I’m Not Wearing a Mask Anymore And Feel Like I’m Being Judged
My timing couldn't be any better. Friday, May 21, was exactly two weeks after my final dose of the Moderna COVID-19 vaccine. Three days later, Maine lifted the mask requirements for those that are fully vaccinated and many businesses started allowing those that are vaccinated, in their stores without wearing a mask on the honor system.
It was a very weird feeling when I walked into Hannaford Supermarket on Forest Avenue on the first day without a mask requirement. I felt like I wasn't wearing pants.

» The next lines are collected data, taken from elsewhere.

impl App {
    pub fn new(cfg: &ViewerConfig) -> Self {
        Self {
            system: None,
            last_metrics: None,
            charts: LiveCharts::new(Local::now()),
            per_core_hist: PerCoreHistory::new(WINDOW_LEN),
            disks: DiskPanel::default(),
            tracking: TrackingSession::new(cfg.tracking_duration),
            status: ConnectionStatus::Connecting,
            last_error: None,
            notice: None,
            report_dir: cfg.report_dir.clone(),
            should_quit: false,
        }
    }

    pub fn status(&self) -> &ConnectionStatus {
        &self.status
    }

    pub fn charts(&self) -> &LiveCharts {
        &self.charts
    }

    pub fn tracking(&self) -> &TrackingSession {
        &self.tracking
    }

    pub fn system(&self) -> Option<&SystemDescription> {
        self.system.as_ref()
    }

    pub fn last_error(&self) -> Option<&str> {
        self.last_error.as_deref()
    }

    pub fn notice(&self) -> Option<&str> {
        self.notice.as_deref()
    }

    /// All state changes driven by the agent go through here, one message at a time.
    pub fn apply(&mut self, incoming: Incoming, now: Instant) {
        match incoming {
            Incoming::Event(ServerEvent::SystemInfo(desc)) => {
                info!("system description received for {}", desc.os.hostname);
                self.system = Some(desc);
                self.status = ConnectionStatus::Live;
            }
            Incoming::Event(ServerEvent::Metrics(m)) => self.on_metrics(*m),
            Incoming::Event(ServerEvent::MetricsError { message }) => {
                warn!("agent reported metrics error: {message}");
                self.last_error = Some(message);
            }
            Incoming::Closed(reason) => self.on_disconnect(reason, now),
        }
    }

    fn on_metrics(&mut self, m: MetricsSnapshot) {
        self.last_error = None;
        self.status = ConnectionStatus::Live;
        self.charts.push(&m, format_label(Local::now()));
        self.per_core_hist.push_samples(&m.cpu.per_core_load_pct);
        self.disks.update(&m.disk);
        self.tracking.on_snapshot(&m);
        self.last_metrics = Some(m);
    }

    /// A dead channel never leaves tracking active; the partial capture is still reported.
    pub fn on_disconnect(&mut self, reason: Option<String>, now: Instant) {
        warn!("agent connection lost");
        self.status = ConnectionStatus::Disconnected(reason);
        if let Some(report) = self.tracking.stop(now) {
            self.publish(report);
        }
    }

    /// Once-per-second housekeeping.
    pub fn on_second(&mut self, now: Instant) {
        if let Some(report) = self.tracking.tick(now) {
            self.publish(report);
        }
    }

    pub fn start_tracking(&mut self, now: Instant) -> bool {
        let started = self.tracking.start(now);
        if started {
            self.notice = None;
        }
        started
    }

    pub fn stop_tracking(&mut self, now: Instant) {
        if let Some(report) = self.tracking.stop(now) {
            self.publish(report);
        }
    }

    fn publish(&mut self, report: TrackingReport) {
        let ctx = ReportContext {
            report: &report,
            system: self.system.as_ref(),
            generated_at: Local::now(),
        };
        self.notice = Some(match write_report(&self.report_dir, &ctx) {
            Ok(path) => format!("report saved: {}", path.display()),
            Err(e) => {
                error!("report not written: {e}");
                format!("report failed: {e}")
            }
        });
    }

    pub fn handle_key(&mut self, k: KeyEvent, now: Instant) -> KeyAction {
        match k.code {
            KeyCode::Char('q') | KeyCode::Char('Q') | KeyCode::Esc => {
                self.should_quit = true;
                KeyAction::Quit
            }
            KeyCode::Char('c') if k.modifiers.contains(KeyModifiers::CONTROL) => {
                self.should_quit = true;
                KeyAction::Quit
            }
            KeyCode::Char('t') | KeyCode::Char('T') => {
                if self.start_tracking(now) {
                    KeyAction::StartTracking
                } else {
                    KeyAction::None
                }
            }
            KeyCode::Char('s') | KeyCode::Char('S') if self.tracking.is_active() => {
                self.stop_tracking(now);
                KeyAction::StopTracking
            }
            _ => KeyAction::None,
        }
    }

    pub async fn run(&mut self, url: &Url) -> anyhow::Result<()> {
        // Connect to agent
        let ws = connect(url)
            .await
            .with_context(|| format!("connecting to {url}"))?;
        info!("connected to {url}");

        // Terminal setup
        enable_raw_mode()?;
        let mut stdout = io::stdout();
        execute!(stdout, EnterAlternateScreen)?;
        let backend = CrosstermBackend::new(stdout);
        let mut terminal = Terminal::new(backend)?;
        terminal.clear()?;

        let res = self.event_loop(&mut terminal, url, ws).await;

        // Teardown
        disable_raw_mode()?;
        execute!(terminal.backend_mut(), LeaveAlternateScreen)?;
        terminal.show_cursor()?;

        res
    }

    async fn event_loop<B: Backend>(
        &mut self,
        terminal: &mut Terminal<B>,
        url: &Url,
        ws: WsStream,
    ) -> anyhow::Result<()> {
        let (tx, mut rx) = mpsc::channel::<Incoming>(64);
        let mut conn = Some(Connection::spawn(ws, tx.clone()));
        let mut backoff = Backoff::new(Duration::from_millis(500), Duration::from_secs(10));
        let mut second = tokio::time::interval(Duration::from_secs(1));
        second.set_missed_tick_behavior(MissedTickBehavior::Delay);

        loop {
            // Input (non-blocking)
            while event::poll(Duration::from_millis(0))? {
                let Event::Key(k) = event::read()? else {
                    continue;
                };
                if k.kind != KeyEventKind::Press {
                    continue;
                }
                if self.handle_key(k, Instant::now()) == KeyAction::StartTracking {
                    if let Some(c) = conn.as_mut() {
                        if let Err(e) = send_start_tracking(c.sink()).await {
                            warn!("start_tracking not sent: {e}");
                        }
                    }
                }
            }
            if self.should_quit {
                break;
            }

            let now = Instant::now();
            if conn.is_none() && backoff.should_retry(now) {
                match tokio::time::timeout(Duration::from_secs(2), connect(url)).await {
                    Ok(Ok(ws)) => {
                        info!("reconnected to {url}");
                        backoff.mark_success(now);
                        self.status = ConnectionStatus::Connecting;
                        conn = Some(Connection::spawn(ws, tx.clone()));
                    }
                    Ok(Err(e)) => {
                        debug!("reconnect failed: {e}");
                        backoff.mark_failure(now);
                    }
                    Err(_) => backoff.mark_failure(now),
                }
            }

            tokio::select! {
                Some(incoming) = rx.recv() => {
                    if matches!(incoming, Incoming::Closed(_)) {
                        conn = None;
                        backoff.mark_failure(Instant::now());
                    }
                    self.apply(incoming, Instant::now());
                }
                _ = second.tick() => self.on_second(Instant::now()),
                _ = tokio::time::sleep(Duration::from_millis(50)) => {}
            }

            // volume count changed: redraw the whole surface
            if self.disks.take_rebuild() {
                terminal.clear()?;
            }
            terminal.draw(|f| self.draw(f))?;
        }

        if let Some(c) = conn.take() {
            c.close().await;
        }
        Ok(())
    }

    pub fn draw(&mut self, f: &mut ratatui::Frame<'_>) {
        let area = f.area();

        let rows = Layout::default()
            .direction(Direction::Vertical)
            .constraints([
                Constraint::Length(2),   // header
                Constraint::Ratio(1, 3), // cpu chart + per-core
                Constraint::Length(9),   // memory gauge + chart (left), GPU (right, part 1)
                Constraint::Length(3),   // swap (left), GPU (right, part 2)
                Constraint::Min(10),     // disks + net (left), processes (right)
            ])
            .split(area);

        let now = Instant::now();
        let header = HeaderInfo {
            system: self.system.as_ref(),
            status: &self.status,
            error: self.last_error.as_deref(),
            tracking: self
                .tracking
                .remaining(now)
                .map(|left| (left, self.tracking.captured())),
            notice: self.notice.as_deref(),
        };
        draw_header(f, rows[0], &header);

        let m = self.last_metrics.as_ref();

        let top = split_lr(rows[1], 66);
        draw_cpu_chart(f, top[0], &self.charts, m);
        draw_per_core_bars(f, top[1], m, &self.per_core_hist);

        let mem_lr = split_lr(rows[2], 66);
        let swap_lr = split_lr(rows[3], 66);
        draw_mem(f, mem_lr[0], &self.charts, m);
        draw_swap(f, swap_lr[0], m);

        // GPU spans the memory and swap rows
        let gpu_area = Rect {
            x: mem_lr[1].x,
            y: mem_lr[1].y,
            width: mem_lr[1].width,
            height: mem_lr[1].height + swap_lr[1].height,
        };
        draw_gpu(f, gpu_area, m.map(|mm| mm.gpu.as_slice()).unwrap_or(&[]));

        let bottom = split_lr(rows[4], 60);
        let left_stack = Layout::default()
            .direction(Direction::Vertical)
            .constraints([
                Constraint::Min(4),
                Constraint::Length(5),
                Constraint::Length(5),
            ])
            .split(bottom[0]);

        draw_disks(f, left_stack[0], self.disks.volumes(), m.map(|mm| &mm.disk_io));
        draw_net_spark(f, left_stack[1], "Download", &self.charts.net_rx, NET_RX);
        draw_net_spark(f, left_stack[2], "Upload", &self.charts.net_tx, NET_TX);

        draw_top_processes(f, bottom[1], m);
    }
}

Something that I had become so accustomed to putting on whenever I entered a space with others, was no longer needed for me, yet others were still wearing masks.
The lack of a mask actually gave me a bit of anxiety or even paranoia. I knew that I was perfectly fine to wear the mask. I'd had my shots, had waited the two weeks and according to the CDC, I was fine to not wear a mask. Were people looking at me though? That woman wheeling her cart past me wearing her mask. Did she give me the eye? Is she judging me? Does she think I may be one of those that actually wasn't vaccinated, but knowing that it wasn't going to be enforced, decided not to wear one?
She doesn't know me. She doesn't know that I always drive the speed limit, as much as it bothers everyone else behind me on Route 302 each morning. She doesn't know that I will wait for a red light at 3 a.m. without another car in sight. She doesn't know that I always return my cart to the cart corral after I unload my groceries. She doesn't know that I always count the items in my basket, and even if I have 11 items, I won't go through the express lane. I'm a rule follower and I'm not breaking any rules lady!
I walked into a convenience store to use the restroom after a long drive this week. I didn't see any signs requiring masks so I didn't put mine on. As I walked through the store everyone I saw had a mask on. After using the restroom and washing my hands, I put my mask on. I don't want to be judged. Why am I so worried about this?
Judging others. That's the problem. No one wants to be judged. Making assumptions about people just based on their actions, their dress, or even their looks is just wrong. I did it myself. I judged the woman in the grocery store thinking she was judging me for not wearing a mask. There's no possible way for me to know that.
I think we all have to give each other the benefit of the doubt and not worry about what others do or don't do. I'm guilty of it, but it stops here because I don't like feeling this way. You know the old saying. Don't assume, because when you ASSUME, you make an ASS of U and ME.